TASK PROMPT —
Below are records; please give the number of their lines that contain the string "const", and only that number.

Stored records
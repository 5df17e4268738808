//! CLI definition and dispatch.

use clap::{Parser, Subcommand, ValueEnum};
use std::path::PathBuf;
use std::process::ExitCode;
use std::time::Duration;
use tracing::{debug, info};

use crate::adapters::csv_report_adapter::CsvReportAdapter;
use crate::adapters::file_config_adapter::FileConfigAdapter;
use crate::adapters::json_report_adapter::JsonReportAdapter;
use crate::adapters::json_trade_adapter::JsonTradeAdapter;
use crate::adapters::text_report_adapter::TextReportAdapter;
use crate::adapters::tiingo_adapter::{
    TiingoAdapter, TiingoConfig, DEFAULT_BASE_URL, DEFAULT_TIMEOUT_SECS,
};
use crate::domain::analyzer::{AnalyzerSettings, StockAnalyzer, DEFAULT_LOOKBACK_DAYS};
use crate::domain::calendar::offset_date;
use crate::domain::error::AnalyzerError;
use crate::domain::quote::PriceField;
use crate::ports::config_port::ConfigPort;
use crate::ports::report_port::ReportPort;

pub const TOKEN_ENV_VAR: &str = "TIINGO_TOKEN";

const MAX_LOOKBACK_DAYS: u64 = 31;
const MAX_YEARS: u64 = 100;
const MAX_CONCURRENCY: u64 = 32;

#[derive(Parser, Debug)]
#[command(
    name = "stock-analyzer",
    about = "Price lookups and annualized returns for a trade file"
)]
pub struct Cli {
    /// INI configuration file
    #[arg(short, long, global = true)]
    pub config: Option<PathBuf>,

    /// Output format
    #[arg(short, long, global = true, value_enum, default_value_t = OutputFormat::Text)]
    pub format: OutputFormat,

    #[command(subcommand)]
    pub command: Command,
}

#[derive(Debug, Clone, Copy, PartialEq, Eq, ValueEnum)]
pub enum OutputFormat {
    Text,
    Csv,
    Json,
}

#[derive(Debug, Clone, Copy, PartialEq, Eq, ValueEnum)]
pub enum PriceArg {
    Close,
    Open,
}

impl From<PriceArg> for PriceField {
    fn from(arg: PriceArg) -> Self {
        match arg {
            PriceArg::Close => PriceField::Close,
            PriceArg::Open => PriceField::Open,
        }
    }
}

#[derive(Subcommand, Debug)]
pub enum Command {
    /// List the symbol of every trade, in file order
    Symbols {
        #[arg(short, long)]
        trades: PathBuf,
    },
    /// List symbols by ascending price on a date
    Sorted {
        #[arg(short, long)]
        trades: PathBuf,
        /// YYYY-MM-DD
        #[arg(short, long)]
        date: String,
        #[arg(long, value_enum, default_value_t = PriceArg::Close)]
        by: PriceArg,
    },
    /// Annualized returns up to a date, best first
    Returns {
        #[arg(short, long)]
        trades: PathBuf,
        /// YYYY-MM-DD
        #[arg(short, long)]
        date: String,
        /// Holding period in whole years, 1-100 (overrides [analyzer] years)
        #[arg(long, value_parser = clap::value_parser!(u32).range(1..=MAX_YEARS as i64))]
        years: Option<u32>,
    },
    /// Print the date a number of days before another
    OffsetDate {
        #[arg(short, long)]
        date: String,
        #[arg(long, allow_hyphen_values = true)]
        days: i64,
    },
}

impl Command {
    fn needs_prices(&self) -> bool {
        matches!(self, Command::Sorted { .. } | Command::Returns { .. })
    }
}

pub fn run(cli: Cli) -> ExitCode {
    match execute(&cli) {
        Ok(output) => {
            print!("{output}");
            ExitCode::SUCCESS
        }
        Err(e) => {
            eprintln!("error: {e}");
            (&e).into()
        }
    }
}

/// Load configuration, wire the adapters, and render the command's output.
pub fn execute(cli: &Cli) -> Result<String, AnalyzerError> {
    if let Command::OffsetDate { date, days } = &cli.command {
        return Ok(format!("{}\n", offset_date(date, *days)?));
    }

    let config = load_config(cli.config.as_ref())?;
    let mut settings = build_analyzer_settings(&config)?;
    if let Command::Returns {
        years: Some(years), ..
    } = &cli.command
    {
        settings.years = *years;
    }
    debug!(?settings, "Analyzer settings");

    let tiingo = build_tiingo_config(&config, std::env::var(TOKEN_ENV_VAR).ok())?;
    if cli.command.needs_prices() && tiingo.token.is_none() {
        return Err(AnalyzerError::ConfigMissing {
            section: "tiingo".into(),
            key: "token".into(),
        });
    }

    let trade_port = JsonTradeAdapter::new(trades_dir(&config));
    let quote_port = TiingoAdapter::new(&tiingo)?;
    let analyzer = StockAnalyzer::new(&trade_port, &quote_port, settings);
    let report = report_for(cli.format);

    dispatch(&cli.command, &analyzer, report.as_ref())
}

/// Run one command against an already-wired analyzer.
pub fn dispatch(
    command: &Command,
    analyzer: &StockAnalyzer<'_>,
    report: &dyn ReportPort,
) -> Result<String, AnalyzerError> {
    match command {
        Command::Symbols { trades } => {
            let symbols = analyzer.list_symbols(trades)?;
            info!(count = symbols.len(), "Listed symbols");
            report.render_symbols(&symbols)
        }
        Command::Sorted { trades, date, by } => {
            let field = PriceField::from(*by);
            info!(%date, %field, "Sorting symbols by price");
            let symbols = analyzer.list_symbols_by_ascending_price(trades, date, field)?;
            report.render_symbols(&symbols)
        }
        Command::Returns { trades, date, .. } => {
            info!(%date, years = analyzer.settings().years, "Computing annualized returns");
            let returns = analyzer.compute_annualized_returns(trades, date)?;
            report.render_returns(&returns)
        }
        Command::OffsetDate { date, days } => Ok(format!("{}\n", offset_date(date, *days)?)),
    }
}

pub fn report_for(format: OutputFormat) -> Box<dyn ReportPort> {
    match format {
        OutputFormat::Text => Box::new(TextReportAdapter),
        OutputFormat::Csv => Box::new(CsvReportAdapter),
        OutputFormat::Json => Box::new(JsonReportAdapter),
    }
}

pub fn load_config(path: Option<&PathBuf>) -> Result<FileConfigAdapter, AnalyzerError> {
    match path {
        Some(path) => {
            info!(path = %path.display(), "Loading config");
            FileConfigAdapter::from_file(path).map_err(|e| AnalyzerError::ConfigParse {
                file: path.display().to_string(),
                reason: e.to_string(),
            })
        }
        None => Ok(FileConfigAdapter::empty()),
    }
}

/// Read an unsigned integer key, falling back to `default` when absent and
/// rejecting values that do not parse or fall outside `min..=max`.
fn read_bounded(
    config: &dyn ConfigPort,
    section: &str,
    key: &str,
    default: u64,
    min: u64,
    max: u64,
) -> Result<u64, AnalyzerError> {
    if !config.has_key(section, key) {
        return Ok(default);
    }
    let invalid = |reason: String| AnalyzerError::ConfigInvalid {
        section: section.into(),
        key: key.into(),
        reason,
    };
    let value = config
        .get_u64(section, key)
        .ok_or_else(|| invalid("expected a non-negative integer".into()))?;
    if value < min || value > max {
        return Err(invalid(format!("must be between {min} and {max}")));
    }
    Ok(value)
}

pub fn build_analyzer_settings(config: &dyn ConfigPort) -> Result<AnalyzerSettings, AnalyzerError> {
    let lookback_days = read_bounded(
        config,
        "analyzer",
        "lookback_days",
        u64::from(DEFAULT_LOOKBACK_DAYS),
        0,
        MAX_LOOKBACK_DAYS,
    )?;
    let years = read_bounded(config, "analyzer", "years", 1, 1, MAX_YEARS)?;
    let concurrency = read_bounded(config, "analyzer", "concurrency", 1, 1, MAX_CONCURRENCY)?;

    // Bounds above keep every value well inside u32.
    Ok(AnalyzerSettings {
        lookback_days: lookback_days as u32,
        years: years as u32,
        concurrency: concurrency as usize,
    })
}

/// `env_token` (from `TIINGO_TOKEN`) takes precedence over `[tiingo] token`.
pub fn build_tiingo_config(
    config: &dyn ConfigPort,
    env_token: Option<String>,
) -> Result<TiingoConfig, AnalyzerError> {
    let token = env_token
        .map(|t| t.trim().to_string())
        .filter(|t| !t.is_empty())
        .or_else(|| config.get_string("tiingo", "token"));

    let base_url = config
        .get_string("tiingo", "base_url")
        .unwrap_or_else(|| DEFAULT_BASE_URL.to_string());

    let timeout_secs = read_bounded(
        config,
        "tiingo",
        "timeout_secs",
        DEFAULT_TIMEOUT_SECS,
        1,
        600,
    )?;

    Ok(TiingoConfig {
        base_url,
        token,
        timeout: Duration::from_secs(timeout_secs),
    })
}

pub fn trades_dir(config: &dyn ConfigPort) -> Option<PathBuf> {
    config.get_string("analyzer", "trades_dir").map(PathBuf::from)
}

RESPONSE FOR THIS EXERCISE —
4